### Exercise aim
Throughout the listing below, show every line in which "parallel" occurs.

### Data for analysis
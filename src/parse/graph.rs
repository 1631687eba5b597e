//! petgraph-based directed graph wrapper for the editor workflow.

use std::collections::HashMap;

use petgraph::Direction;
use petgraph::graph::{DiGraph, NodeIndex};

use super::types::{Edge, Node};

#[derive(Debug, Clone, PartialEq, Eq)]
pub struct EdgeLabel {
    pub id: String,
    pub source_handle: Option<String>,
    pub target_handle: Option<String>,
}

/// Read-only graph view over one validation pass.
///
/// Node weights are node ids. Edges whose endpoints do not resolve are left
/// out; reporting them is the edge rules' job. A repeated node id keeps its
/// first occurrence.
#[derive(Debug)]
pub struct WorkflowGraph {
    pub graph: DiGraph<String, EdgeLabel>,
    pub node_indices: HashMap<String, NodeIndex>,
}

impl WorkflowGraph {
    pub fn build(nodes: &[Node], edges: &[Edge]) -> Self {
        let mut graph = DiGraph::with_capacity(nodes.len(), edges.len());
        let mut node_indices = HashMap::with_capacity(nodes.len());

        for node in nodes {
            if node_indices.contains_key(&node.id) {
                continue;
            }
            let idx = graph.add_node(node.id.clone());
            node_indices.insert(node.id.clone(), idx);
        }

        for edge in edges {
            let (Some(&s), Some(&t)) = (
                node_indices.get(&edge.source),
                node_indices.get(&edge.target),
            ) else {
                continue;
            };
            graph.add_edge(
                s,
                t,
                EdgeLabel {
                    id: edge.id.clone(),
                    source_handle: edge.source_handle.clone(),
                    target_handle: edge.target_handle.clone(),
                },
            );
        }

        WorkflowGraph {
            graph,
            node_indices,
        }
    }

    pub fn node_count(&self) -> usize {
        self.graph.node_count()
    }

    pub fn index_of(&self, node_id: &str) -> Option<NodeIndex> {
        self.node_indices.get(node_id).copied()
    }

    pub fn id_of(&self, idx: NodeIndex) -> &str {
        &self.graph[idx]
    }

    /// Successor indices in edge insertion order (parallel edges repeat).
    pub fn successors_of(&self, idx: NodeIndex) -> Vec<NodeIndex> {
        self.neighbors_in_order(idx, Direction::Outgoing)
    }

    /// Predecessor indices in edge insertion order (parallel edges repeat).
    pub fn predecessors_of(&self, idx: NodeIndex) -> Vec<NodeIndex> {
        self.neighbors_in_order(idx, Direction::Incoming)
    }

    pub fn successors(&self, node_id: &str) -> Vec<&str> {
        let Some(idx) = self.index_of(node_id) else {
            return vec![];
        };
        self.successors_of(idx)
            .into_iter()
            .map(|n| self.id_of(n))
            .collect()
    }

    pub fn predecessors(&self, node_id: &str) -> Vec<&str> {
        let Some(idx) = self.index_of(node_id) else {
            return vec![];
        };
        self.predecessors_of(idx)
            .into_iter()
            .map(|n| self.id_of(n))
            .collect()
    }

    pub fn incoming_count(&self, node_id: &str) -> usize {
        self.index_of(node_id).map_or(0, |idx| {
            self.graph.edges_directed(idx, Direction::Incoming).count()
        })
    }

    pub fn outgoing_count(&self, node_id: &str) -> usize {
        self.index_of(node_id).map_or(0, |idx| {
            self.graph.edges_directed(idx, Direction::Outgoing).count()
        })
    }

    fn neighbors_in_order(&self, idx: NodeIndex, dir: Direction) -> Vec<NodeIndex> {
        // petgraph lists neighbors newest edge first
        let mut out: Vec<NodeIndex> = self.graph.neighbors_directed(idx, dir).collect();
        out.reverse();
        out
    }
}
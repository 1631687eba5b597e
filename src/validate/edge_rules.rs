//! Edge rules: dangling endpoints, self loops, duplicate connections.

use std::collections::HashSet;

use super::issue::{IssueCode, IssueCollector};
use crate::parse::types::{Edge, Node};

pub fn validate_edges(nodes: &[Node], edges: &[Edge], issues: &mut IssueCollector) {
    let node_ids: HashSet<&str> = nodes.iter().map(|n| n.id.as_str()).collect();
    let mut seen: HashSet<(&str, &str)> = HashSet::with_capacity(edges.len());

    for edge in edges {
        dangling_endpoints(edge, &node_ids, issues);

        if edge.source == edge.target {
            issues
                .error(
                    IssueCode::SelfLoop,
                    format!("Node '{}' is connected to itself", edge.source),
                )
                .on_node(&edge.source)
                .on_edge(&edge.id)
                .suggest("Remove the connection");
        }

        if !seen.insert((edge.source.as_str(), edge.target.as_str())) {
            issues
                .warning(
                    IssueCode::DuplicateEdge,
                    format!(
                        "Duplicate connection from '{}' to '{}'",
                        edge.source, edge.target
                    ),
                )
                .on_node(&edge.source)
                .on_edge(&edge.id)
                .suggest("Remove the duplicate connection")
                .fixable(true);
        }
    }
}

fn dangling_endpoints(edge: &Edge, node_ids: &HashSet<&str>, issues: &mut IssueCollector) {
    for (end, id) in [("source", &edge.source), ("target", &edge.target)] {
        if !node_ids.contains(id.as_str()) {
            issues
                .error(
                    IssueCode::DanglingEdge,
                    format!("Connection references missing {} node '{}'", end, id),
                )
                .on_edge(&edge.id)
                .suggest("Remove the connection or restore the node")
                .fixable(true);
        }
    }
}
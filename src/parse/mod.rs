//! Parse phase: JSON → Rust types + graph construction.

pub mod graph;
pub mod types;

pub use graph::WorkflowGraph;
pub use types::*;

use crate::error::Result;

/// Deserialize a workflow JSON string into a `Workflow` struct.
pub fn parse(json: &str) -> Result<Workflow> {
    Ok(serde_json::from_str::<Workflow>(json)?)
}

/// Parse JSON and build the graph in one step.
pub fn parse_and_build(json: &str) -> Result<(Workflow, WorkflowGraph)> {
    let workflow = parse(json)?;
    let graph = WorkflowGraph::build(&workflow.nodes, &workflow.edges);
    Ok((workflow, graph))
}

### Finished task
    /// Successor indices in edge insertion order (parallel edges repeat).
    /// Predecessor indices in edge insertion order (parallel edges repeat).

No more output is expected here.